I spent an hour hiking from the ATC to old town Harpers Ferry and touring the old historic city. It truly is an incredible place to visit, as it is overflowing with Civil War landmarks and battle stories. The AT and hiker community is a smaller subset of the culture in town, but it was still prominent. Many tourists stopped to ask me questions and chat about my trip. There is also a very small outfitter with good supplies and gear to peruse. Also, small restaurants galore. Spending a day here would be a fantastic time in the future. Fortunately, I’m moving to Virginia in a few months so I’m sure to come back.

The first few miles of the hike today were along the Potomac River on a wonderfully paved road. You cross the river immediately upon departing Harpers Ferry, marking entry to Maryland and my 6th state. Many hikers, bikers, and walkers strolled the path and we all enjoyed a beautiful sunny afternoon together. The trail was covered in bright green leaves and looked breathtaking. I snapped a photo (above), which is darn near frame-worthy if I do say so myself. In addition, giant turtles line the stagnant pond that paralleled the river walk. I tried to get a close enough picture to see them too, but it isn’t great. There are at least 6 sunbathing on that log below.

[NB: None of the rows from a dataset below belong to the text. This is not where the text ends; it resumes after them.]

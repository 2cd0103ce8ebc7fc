// src/extract/zip.rs
//! Per-ZIP loaders. Both locate their blocks by scanning for markers.

use calamine::Data;
use tracing::debug;

use super::layout::{
    ZIP_AGE_FIRST_AGE_OFFSET, ZIP_AGE_SUBHEADER_OFFSET, ZIP_AGE_YEAR, ZIP_AGE_ZIP_OFFSET,
    ZIP_TREND_BLOCKS, ZIP_TREND_COLS, ZIP_TREND_HEADER_OFFSET, ZIP_TREND_TOTAL, ZIP_TREND_WINDOW,
};
use super::ExtractionFailure;
use crate::grid::Grid;
use crate::shape::{is_total_label, melt, zip_label_exact, WideTable};
use crate::tables::{ZipAgeRow, ZipTrendRow};

/// Population per ZIP per year, 2016..=2023.
///
/// Each year block holds its counts on a `Total` row somewhere in its first
/// [`ZIP_TREND_WINDOW`] rows. A block without one contributes nothing; the
/// other years are unaffected.
pub fn zip_trends(grid: &Grid) -> Result<Vec<ZipTrendRow>, ExtractionFailure> {
    let mut out = Vec::new();

    for (year, start) in ZIP_TREND_BLOCKS {
        let total_row = match ZIP_TREND_TOTAL.locate(grid, start..start + ZIP_TREND_WINDOW) {
            Ok(row) => row,
            Err(e) => {
                debug!(year, cause = %e, "skipping year block");
                continue;
            }
        };

        let header_row = start + ZIP_TREND_HEADER_OFFSET;
        for col in ZIP_TREND_COLS {
            let Some(zip_code) = grid.text(header_row, col).as_deref().and_then(zip_label_exact)
            else {
                continue;
            };
            if let Some(population) = grid.number(total_row, col) {
                out.push(ZipTrendRow {
                    zip_code,
                    year,
                    population,
                });
            }
        }
    }

    Ok(out)
}

/// 2023 population per age group per ZIP.
///
/// Below the `Year 2023` marker sits a row of ZIPs and a row of
/// sub-headers; a ZIP's count is the column whose sub-header is `Total`.
/// Age rows start a fixed offset below the marker and run until the first
/// cell in column 0 that is not text.
pub fn zip_age_distribution(grid: &Grid) -> Result<Vec<ZipAgeRow>, ExtractionFailure> {
    // 1) find the year block
    let marker_row = ZIP_AGE_YEAR.locate(grid, 0..grid.height())?;
    let zip_row = marker_row + ZIP_AGE_ZIP_OFFSET;
    let subheader_row = marker_row + ZIP_AGE_SUBHEADER_OFFSET;

    // 2) ZIP columns: sub-header "Total" under a 5-digit ZIP
    let zip_cols: Vec<(String, u32)> = (0..grid.width())
        .filter(|&c| grid.label(subheader_row, c).is_some_and(|h| is_total_label(&h)))
        .filter_map(|c| {
            grid.text(zip_row, c)
                .as_deref()
                .and_then(zip_label_exact)
                .map(|zip| (zip, c))
        })
        .collect();

    // 3) age rows
    let mut ages: Vec<(String, u32)> = Vec::new();
    let mut row = marker_row + ZIP_AGE_FIRST_AGE_OFFSET;
    while let Some(Data::String(label)) = grid.cell(row, 0) {
        let label = label.trim();
        if label.is_empty() {
            break;
        }
        ages.push((label.to_string(), row));
        row += 1;
    }
    debug!(
        marker_row,
        zips = zip_cols.len(),
        ages = ages.len(),
        "zip/age block located"
    );

    // 4) age-major: every ZIP for the first age, then the next
    let mut wide = WideTable::new(zip_cols.iter().map(|(zip, _)| zip.clone()).collect());
    for (age, age_row) in &ages {
        let values = zip_cols
            .iter()
            .map(|(_, col)| grid.number(*age_row, *col))
            .collect();
        wide.push_column(age.clone(), values);
    }

    Ok(melt(&wide)
        .into_iter()
        .map(|r| ZipAgeRow {
            age_group: r.category,
            zip_code: r.id,
            population: r.value,
        })
        .collect())
}
// src/grid/cell.rs
use calamine::Data;

/// Trim whitespace + strip outer quotes if present.
pub fn clean_str(raw: &str) -> &str {
    let trimmed = raw.trim();
    if trimmed.starts_with('"') && trimmed.ends_with('"') && trimmed.len() >= 2 {
        trimmed[1..trimmed.len() - 1].trim()
    } else {
        trimmed
    }
}

/// Render a cell the way a spreadsheet user reads it.
///
/// Whole floats print without a fractional part, so a ZIP stored as the
/// number `90802` renders as `"90802"` rather than `"90802.0"`.
/// Returns `None` for empty cells.
pub fn cell_text(cell: &Data) -> Option<String> {
    match cell {
        Data::Empty => None,
        Data::String(s) => Some(s.clone()),
        Data::Int(i) => Some(i.to_string()),
        Data::Float(f) => {
            if f.is_finite() && f.fract() == 0.0 && f.abs() < i64::MAX as f64 {
                Some(format!("{}", *f as i64))
            } else {
                Some(f.to_string())
            }
        }
        Data::Bool(b) => Some(b.to_string()),
        Data::DateTime(dt) => Some(format!("{dt}")),
        Data::DateTimeIso(s) | Data::DurationIso(s) => Some(s.clone()),
        Data::Error(e) => Some(format!("{e:?}")),
    }
}

/// Coerce a cell to a finite number.
///
/// Numeric cells pass through; text is parsed after [`clean_str`]. Anything
/// else (blank, bool, error, date, `"N/A"`, `"nan"`) is missing.
pub fn cell_number(cell: &Data) -> Option<f64> {
    let v = match cell {
        Data::Int(i) => *i as f64,
        Data::Float(f) => *f,
        Data::String(s) => parse_number(s)?,
        _ => return None,
    };
    v.is_finite().then_some(v)
}

/// Parse free text as a number, `None` when it is not one.
pub fn parse_number(raw: &str) -> Option<f64> {
    let v: f64 = clean_str(raw).parse().ok()?;
    v.is_finite().then_some(v)
}

#[cfg(test)]
mod tests {
    use super::*;

    #[test]
    fn whole_floats_render_as_integers() {
        assert_eq!(cell_text(&Data::Float(90802.0)).as_deref(), Some("90802"));
        assert_eq!(cell_text(&Data::Float(1.5)).as_deref(), Some("1.5"));
        assert_eq!(cell_text(&Data::Int(2023)).as_deref(), Some("2023"));
        assert_eq!(cell_text(&Data::Empty), None);
    }

    #[test]
    fn text_cells_are_parsed_as_numbers() {
        assert_eq!(cell_number(&Data::String(" 4321 ".into())), Some(4321.0));
        assert_eq!(cell_number(&Data::String("\"17\"".into())), Some(17.0));
        assert_eq!(cell_number(&Data::Float(12.5)), Some(12.5));
    }

    #[test]
    fn non_numeric_cells_are_missing() {
        assert_eq!(cell_number(&Data::String("N/A".into())), None);
        assert_eq!(cell_number(&Data::String("nan".into())), None);
        assert_eq!(cell_number(&Data::String("".into())), None);
        assert_eq!(cell_number(&Data::Bool(true)), None);
        assert_eq!(cell_number(&Data::Empty), None);
        assert_eq!(cell_number(&Data::Float(f64::NAN)), None);
    }
}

After that, I briefly hiked through Gathland State Park, with it’s monuments and civil war era building relics. It’s small, but provided a short and nice break before climbing up 1000 feet for the next 2 miles. It was great hiking though – the “Green Tunnel” nickname of the Appalachian Trail finally started to make sense as I hiked under a canopy of lush oak and other large trees. It shaded the sun and made for a pleasant afternoon.

I passed the first couple shelters and eventually stopped at Rocky Run Shelter at half past five. This shelter is actually 2, as the original one has been superseded by a brand new replacement closer to the trail. It’s isn’t anything special, but it’s shiny, new, clean, and comfortable. I had dinner and setup camp for an early turn-in.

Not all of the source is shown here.